REASONS FOR JUDGMENT FULL COURT ESTCOURT J
JAGO J
PORTER AJ
17 March 2023
Orders of the Court: 

1            Appeal allowed.

2            Declaration of guilt of unprofessional conduct set aside.

3            Declaration of guilt of professional misconduct made.

Serial No 1/2023 File No 2261/202

LEGAL PROFESSION BOARD OF TASMANIA v W

REASONS FOR JUDGMENT FULL COURT ESTCOURT J 17 March 2023

1             I do not have the slightest doubt that it is professional misconduct for a lawyer to offer to settle a client's dispute with another person on the condition that the other person withdraw a criminal complaint that person has made against the client and which is pending before a court.

2            That is what occurred in the present case, however the learned primary judge, Geason J, found that the conduct amounted only to unsatisfactory professional conduct.

3            In this appeal the appellant challenges the finding and consequential declaration of unprofessional conduct but does not seek to disturb the other orders made by his Honour.

4             In February 2018, a client of the respondent was charged with two counts of common assault against his former wife after she had made complaints to Tasmania Police alleging that the respondent had assaulted her. She had taken out a police family violence order against the client for her protection.

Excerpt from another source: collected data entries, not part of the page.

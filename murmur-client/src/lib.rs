//! # murmur-client — chat client for the Murmur relay
//!
//! ## Modules
//!
//! - [`reconcile`] — optimistic timeline: pending, confirmed and failed sends
//! - [`reconnect`] — backoff policy and connection state machine
//! - [`client`] — WebSocket client driving both

pub mod client;
pub mod reconcile;
pub mod reconnect;

pub use client::{ChatClient, ChatEvent, ClientConfig, ClientError};
pub use reconcile::{
    Confirmation, EntryState, OutgoingMessage, ReconcileError, Reconciler, StatusApplied,
    TimelineEntry,
};
pub use reconnect::{ConnectionState, ReconnectAction, ReconnectController, ReconnectPolicy};
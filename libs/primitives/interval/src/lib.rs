use chrono::{NaiveDateTime, TimeDelta};
use serde::{Deserialize, Serialize};

/// A half-open slice of time claimed by a booking
///
/// The end instant itself is not occupied, so two intervals may share it as
/// a boundary without conflict.
#[derive(Clone, Copy, Debug, Deserialize, Eq, PartialEq, Serialize)]
#[serde(rename_all = "camelCase")]
pub struct Interval {
	pub start: NaiveDateTime,
	pub end:   NaiveDateTime,
}

impl Interval {
	/// Build an [`Interval`] from a raw start/end pair
	///
	/// An end on or before the start means the booking runs past midnight
	/// and ends the next day, so 24 hours are added to it. A pair with
	/// `end > start` is returned unchanged, which makes normalizing an
	/// already-normalized pair a no-op.
	///
	/// An accidentally swapped pair is indistinguishable from an overnight
	/// booking and gets the same treatment.
	#[must_use]
	pub fn normalized(start: NaiveDateTime, end: NaiveDateTime) -> Self {
		let end = if end <= start { end + TimeDelta::hours(24) } else { end };

		Self { start, end }
	}

	/// Check whether this interval shares any instant with another
	///
	/// Intervals that merely touch at an endpoint do not overlap, so
	/// back-to-back bookings on the same room are allowed. Full containment
	/// counts as overlap in both directions.
	#[must_use]
	pub fn overlaps(&self, other: &Self) -> bool {
		self.start < other.end && self.end > other.start
	}

	/// The length of this interval
	#[must_use]
	pub fn duration(&self) -> TimeDelta { self.end - self.start }

	/// The length of this interval in fractional hours
	#[must_use]
	#[allow(clippy::cast_precision_loss)]
	pub fn duration_hours(&self) -> f64 {
		self.duration().num_seconds() as f64 / 3600.0
	}
}
#[macro_use]
extern crate tracing;

pub mod booking;
pub mod schemas;

pub use booking::{BookingQuote, BookingService, compute_price, is_available};
pub use common::{BookingError, Error};
pub use primitive_interval::Interval;
//! Library-wide error types and [`From`] impls

use chrono::NaiveDateTime;
use thiserror::Error;

/// Top level application error
#[derive(Debug, Error)]
pub enum Error {
	/// Any error related to booking a room
	#[error(transparent)]
	BookingError(#[from] BookingError),
	/// Opaque internal server error
	#[error("internal server error")]
	InternalServerError,
	/// Resource not found
	#[error("not found - {0}")]
	NotFound(String),
	/// Resource could not be validated
	#[error("{0}")]
	ValidationError(String),
}

impl Error {
	/// Return a unique identifying code for this error
	///
	/// When modifying this function an error code should only ever be added,
	/// never reused, to avoid unexpectedly breaking API consumers
	#[must_use]
	pub fn code(&self) -> i32 {
		match self {
			Self::InternalServerError => 1,
			Self::NotFound(_) => 2,
			Self::ValidationError(_) => 3,
			Self::BookingError(e) => {
				match e {
					BookingError::RoomNotFound(_) => 4,
					BookingError::SlotUnavailable { .. } => 5,
					BookingError::InvalidHourlyRate(_) => 6,
				}
			},
		}
	}

	/// Return additional information about the error
	#[must_use]
	pub fn info(&self) -> Option<String> {
		match self {
			Self::NotFound(m) | Self::ValidationError(m) => Some(m.to_owned()),
			Self::BookingError(e) => {
				match e {
					BookingError::RoomNotFound(id) => {
						Some(serde_json::json!({ "roomId": id }).to_string())
					},
					BookingError::SlotUnavailable { start, end } => {
						Some(
							serde_json::json!({ "start": start, "end": end })
								.to_string(),
						)
					},
					BookingError::InvalidHourlyRate(rate) => {
						Some(serde_json::json!({ "rate": rate }).to_string())
					},
				}
			},
			Self::InternalServerError => None,
		}
	}
}

/// Any error related to booking a room
#[derive(Debug, Error)]
pub enum BookingError {
	/// The requested room does not exist
	#[error("no room with id {0} was found")]
	RoomNotFound(i32),
	/// The requested window overlaps an existing reservation
	#[error("the room is unavailable for the requested times")]
	SlotUnavailable { start: NaiveDateTime, end: NaiveDateTime },
	/// The room carries a negative hourly rate
	#[error("invalid hourly rate")]
	InvalidHourlyRate(f64),
}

5             On 9 March 2018 the client wrote to the complainant, through the respondent, offering to settle their matrimonial property dispute on terms which included that "all legal pursuits and accusations cease including Tas Police. All matters are then resolved, finalised".

6 On 19 March 2018 the client was charged with the crime of perverting justice in breach of s 105 of the Criminal Code Act 1924. The respondent appeared on behalf of his client in the Burnie Magistrates Court in respect of that matter.

7             All of that notwithstanding, subsequently, on 13 April 2018 and 31 May 2018, the respondent himself wrote to the lawyer acting for the client's former wife conveying an offer to settle the matrimonial property dispute between the parties on terms expressed to be conditional upon the withdrawal by the former wife of the complaints she had made to Tasmania Police against his client.

8 Relevantly, the terms "unsatisfactory professional conduct", and "professional misconduct" are defined in ss 420 and 421 of the Legal Profession Act 2007 (the Act) as follows:

"420 Unsatisfactory professional conduct

For the purposes of this Act –

unsatisfactory professional conduct includes conduct of an Australian legal practitioner occurring in connection with the practice of law that falls short of the standard of competence and diligence that a member of the public is entitled to expect of a reasonably competent Australian legal practitioner.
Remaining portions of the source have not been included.